SUPPLIED MATERIAL:
= = = =
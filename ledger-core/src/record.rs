//! Persisted settlement records
//!
//! A settlement starts `Pending` and ends in exactly one of the terminal
//! states. Only `Completed` settlements are netted into balances.

use crate::types::{Currency, GroupId, MinorUnits, SettlementId, UserId};
use chrono::{DateTime, Utc};
use serde::{Deserialize, Serialize};
use std::fmt;

/// Settlement status
#[derive(Debug, Clone, Copy, PartialEq, Eq, Hash, Serialize, Deserialize)]
#[serde(rename_all = "snake_case")]
#[repr(u8)]
pub enum SettlementStatus {
    /// Awaiting payment confirmation
    Pending = 1,
    /// Payment confirmed (terminal)
    Completed = 2,
    /// Abandoned before payment (terminal)
    Cancelled = 3,
}

impl SettlementStatus {
    /// Check if status is terminal
    pub fn is_terminal(&self) -> bool {
        matches!(self, SettlementStatus::Completed | SettlementStatus::Cancelled)
    }
}

impl fmt::Display for SettlementStatus {
    fn fmt(&self, f: &mut fmt::Formatter<'_>) -> fmt::Result {
        let name = match self {
            SettlementStatus::Pending => "pending",
            SettlementStatus::Completed => "completed",
            SettlementStatus::Cancelled => "cancelled",
        };
        write!(f, "{}", name)
    }
}

/// Details supplied by the payment collaborator on completion
#[derive(Debug, Clone, Default, PartialEq, Eq, Serialize, Deserialize)]
pub struct CompletionMetadata {
    /// Provider-side payment reference
    pub payment_reference: Option<String>,

    /// Who confirmed the payment
    pub confirmed_by: Option<UserId>,

    /// Free-form note
    pub note: Option<String>,
}

/// Settlement record
#[derive(Debug, Clone, PartialEq, Serialize, Deserialize)]
pub struct Settlement {
    /// Settlement ID
    pub id: SettlementId,

    /// Group the debt belongs to
    pub group_id: GroupId,

    /// Member who pays
    pub payer_id: UserId,

    /// Member who receives
    pub receiver_id: UserId,

    /// Amount in minor units
    pub amount: MinorUnits,

    /// Currency
    pub currency: Currency,

    /// Current status
    pub status: SettlementStatus,

    /// Actor that created the record
    pub created_by: UserId,

    /// Optional notes
    pub notes: Option<String>,

    /// Completion details (set on completion)
    pub completion: Option<CompletionMetadata>,

    /// Completed timestamp
    pub completed_at: Option<DateTime<Utc>>,

    /// Cancelled timestamp
    pub cancelled_at: Option<DateTime<Utc>>,

    /// Cancellation reason
    pub cancellation_reason: Option<String>,

    /// Created timestamp
    pub created_at: DateTime<Utc>,

    /// Last updated timestamp
    pub updated_at: DateTime<Utc>,
}

impl Settlement {
    /// Create a new pending settlement
    pub fn pending(
        group_id: GroupId,
        payer_id: UserId,
        receiver_id: UserId,
        amount: MinorUnits,
        currency: Currency,
        created_by: UserId,
        notes: Option<String>,
    ) -> Self {
        let now = Utc::now();
        Self {
            id: SettlementId::new(),
            group_id,
            payer_id,
            receiver_id,
            amount,
            currency,
            status: SettlementStatus::Pending,
            created_by,
            notes,
            completion: None,
            completed_at: None,
            cancelled_at: None,
            cancellation_reason: None,
            created_at: now,
            updated_at: now,
        }
    }

    /// Copy of this record moved to `Completed`
    pub fn completed(&self, metadata: CompletionMetadata, at: DateTime<Utc>) -> Self {
        Self {
            status: SettlementStatus::Completed,
            completion: Some(metadata),
            completed_at: Some(at),
            updated_at: at,
            ..self.clone()
        }
    }

    /// Copy of this record moved to `Cancelled`
    pub fn cancelled(&self, reason: impl Into<String>, at: DateTime<Utc>) -> Self {
        Self {
            status: SettlementStatus::Cancelled,
            cancelled_at: Some(at),
            cancellation_reason: Some(reason.into()),
            updated_at: at,
            ..self.clone()
        }
    }

    /// Check if the record is netted into balances
    pub fn affects_balances(&self) -> bool {
        self.status == SettlementStatus::Completed
    }
}

#[cfg(test)]
mod tests {
    use super::*;

    fn sample() -> Settlement {
        Settlement::pending(
            GroupId::new("trip"),
            UserId::new("alice"),
            UserId::new("bob"),
            1_500,
            Currency::USD,
            UserId::new("alice"),
            Some("dinner".to_string()),
        )
    }

    #[test]
    fn test_status_terminal() {
        assert!(!SettlementStatus::Pending.is_terminal());
        assert!(SettlementStatus::Completed.is_terminal());
        assert!(SettlementStatus::Cancelled.is_terminal());
    }

    #[test]
    fn test_pending_does_not_affect_balances() {
        let settlement = sample();
        assert_eq!(settlement.status, SettlementStatus::Pending);
        assert!(!settlement.affects_balances());
        assert!(settlement.completed_at.is_none());
    }

    #[test]
    fn test_completed_copy() {
        let settlement = sample();
        let now = Utc::now();
        let metadata = CompletionMetadata {
            payment_reference: Some("tx-42".to_string()),
            ..Default::default()
        };

        let done = settlement.completed(metadata.clone(), now);
        assert_eq!(done.id, settlement.id);
        assert_eq!(done.status, SettlementStatus::Completed);
        assert_eq!(done.completed_at, Some(now));
        assert_eq!(done.completion, Some(metadata));
        assert!(done.affects_balances());
    }

    #[test]
    fn test_cancelled_copy() {
        let settlement = sample();
        let now = Utc::now();

        let cancelled = settlement.cancelled("paid in cash", now);
        assert_eq!(cancelled.status, SettlementStatus::Cancelled);
        assert_eq!(cancelled.cancellation_reason.as_deref(), Some("paid in cash"));
        assert!(!cancelled.affects_balances());
    }

    #[test]
    fn test_status_serde() {
        let json = serde_json::to_string(&SettlementStatus::Cancelled).unwrap();
        assert_eq!(json, "\"cancelled\"");
    }
}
= = = =
DIRECTIONS: Sift the data above for lines with "Deserialize", then copy each one.

WRITTEN RESPONSE:
use serde::{Deserialize, Serialize};
#[derive(Debug, Clone, Copy, PartialEq, Eq, Hash, Serialize, Deserialize)]
#[derive(Debug, Clone, Default, PartialEq, Eq, Serialize, Deserialize)]
#[derive(Debug, Clone, PartialEq, Serialize, Deserialize)]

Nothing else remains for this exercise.